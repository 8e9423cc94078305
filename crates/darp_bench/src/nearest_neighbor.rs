//! Nearest-neighbor streaming matcher: rank candidates by straight-line distance to
//! the pickup and take the first one that is feasible and within capacity, instead of
//! greedy's cheapest-detour search over every candidate.
//!
//! Grounded in `original_source/example/nearest_neighbor/nearest_neighbor.cpp`'s
//! `NearestNeighbor` class: candidates come from the same grid-and-radius search as
//! `greedy`, but are ordered by `haversine` distance from the vehicle's last visited
//! node to the customer's origin, and the loop stops at the first feasible hit rather
//! than scanning for the cheapest one.

use darp_core::feasibility::chktw;
use darp_core::grid::Grid;
use darp_core::harness::{HarnessContext, RsAlgorithm};
use darp_core::insertion::sop_insert;
use darp_core::network::haversine_m;
use darp_core::trip::{Customer, Vehicle};

const DEFAULT_PICKUP_RANGE_M: f64 = 2_000.0;

pub struct NearestNeighbor {
    grid: Grid,
    pickup_range_m: f64,
    matched: u32,
}

impl NearestNeighbor {
    pub fn new(grid: Grid) -> Self {
        Self {
            grid,
            pickup_range_m: DEFAULT_PICKUP_RANGE_M,
            matched: 0,
        }
    }

    pub fn with_pickup_range(mut self, meters: f64) -> Self {
        self.pickup_range_m = meters;
        self
    }

    pub fn matched(&self) -> u32 {
        self.matched
    }
}

impl RsAlgorithm for NearestNeighbor {
    fn handle_vehicle(&mut self, vehicle: &Vehicle, ctx: &HarnessContext<'_>) {
        let point = ctx.oracle.point_of(vehicle.last_visited_node());
        self.grid.insert(vehicle.id, point);
    }

    fn handle_customer(&mut self, customer: &Customer, ctx: &HarnessContext<'_>) {
        if customer.assigned_to.is_some() {
            return;
        }

        let pickup_point = ctx.oracle.point_of(customer.trip.origin);
        let mut candidates: Vec<(f64, darp_core::ids::VehlId)> = self
            .grid
            .within_about(self.pickup_range_m, pickup_point)
            .into_iter()
            .filter_map(|id| {
                let vehl = ctx.store.vehicle(id)?;
                if vehl.queued as i32 == vehl.capacity() {
                    return None;
                }
                let dist = haversine_m(ctx.oracle.point_of(vehl.last_visited_node()), pickup_point);
                Some((dist, id))
            })
            .collect();
        candidates.sort_by(|a, b| a.0.total_cmp(&b.0));

        for (_, id) in candidates {
            let Some(candidate) = ctx.store.vehicle(id) else { continue };
            let (schedule, route, _cost) = sop_insert(&candidate, customer, ctx.oracle);
            if chktw(&schedule, &route, ctx.now, ctx.vehicle_speed) {
                if ctx.assign(id, vec![customer.id], vec![], route, schedule) {
                    self.matched += 1;
                }
                return;
            }
        }
    }
}

#[cfg(test)]
mod tests {
    use super::*;
    use crate::scenario::{bare_vehicle, customer, line_network, seed_store};
    use darp_core::ids::{CustId, VehlId};
    use darp_core::trip::Point;
    use std::sync::atomic::AtomicBool;
    use std::sync::Arc;

    #[test]
    fn matches_the_nearest_feasible_candidate() {
        let oracle = line_network(6, 100);
        let near = bare_vehicle(&oracle, 1, 1, 5, 0, 1000, 2);
        let far = bare_vehicle(&oracle, 2, 0, 5, 0, 1000, 2);
        let cust = customer(1, 2, 4, 0, 500, 1);
        let store = seed_store(vec![near, far], vec![cust]);

        let grid = Grid::new(8, (Point { lng: -1.0, lat: -1.0 }, Point { lng: 1.0, lat: 1.0 }));
        let mut algo = NearestNeighbor::new(grid);
        let done = Arc::new(AtomicBool::new(false));
        let ctx = HarnessContext::new(0, &store, &oracle, 10, &done);

        for id in [VehlId(1), VehlId(2)] {
            let v = store.vehicle(id).unwrap();
            algo.handle_vehicle(&v, &ctx);
        }
        let c = store.customer(CustId(1)).unwrap();
        algo.handle_customer(&c, &ctx);

        assert_eq!(store.customer(CustId(1)).unwrap().assigned_to, Some(VehlId(1)));
        assert_eq!(algo.matched(), 1);
    }

    #[test]
    fn skips_customers_already_assigned() {
        let oracle = line_network(4, 100);
        let vehicle = bare_vehicle(&oracle, 1, 0, 3, 0, 1000, 2);
        let mut cust = customer(1, 1, 2, 0, 500, 1);
        cust.assigned_to = Some(VehlId(1));
        let store = seed_store(vec![vehicle], vec![cust]);

        let grid = Grid::new(8, (Point { lng: -1.0, lat: -1.0 }, Point { lng: 1.0, lat: 1.0 }));
        let mut algo = NearestNeighbor::new(grid);
        let done = Arc::new(AtomicBool::new(false));
        let ctx = HarnessContext::new(0, &store, &oracle, 10, &done);

        let v = store.vehicle(VehlId(1)).unwrap();
        algo.handle_vehicle(&v, &ctx);
        let c = store.customer(CustId(1)).unwrap();
        algo.handle_customer(&c, &ctx);

        assert_eq!(algo.matched(), 0);
    }
}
____
*Prompt*: Could you copy exactly the lines from the first line of the records above through the line containing "use darp_core::network::haversine_m;", both included, and nothing else?

*Problem solution*:
repository 8e9423cc94078305
filename crates/darp_bench/src/nearest_neighbor.rs
//! Nearest-neighbor streaming matcher: rank candidates by straight-line distance to
//! the pickup and take the first one that is feasible and within capacity, instead of
//! greedy's cheapest-detour search over every candidate.
//!
//! Grounded in `original_source/example/nearest_neighbor/nearest_neighbor.cpp`'s
//! `NearestNeighbor` class: candidates come from the same grid-and-radius search as
//! `greedy`, but are ordered by `haversine` distance from the vehicle's last visited
//! node to the customer's origin, and the loop stops at the first feasible hit rather
//! than scanning for the cheapest one.

use darp_core::feasibility::chktw;
use darp_core::grid::Grid;
use darp_core::harness::{HarnessContext, RsAlgorithm};
use darp_core::insertion::sop_insert;
use darp_core::network::haversine_m;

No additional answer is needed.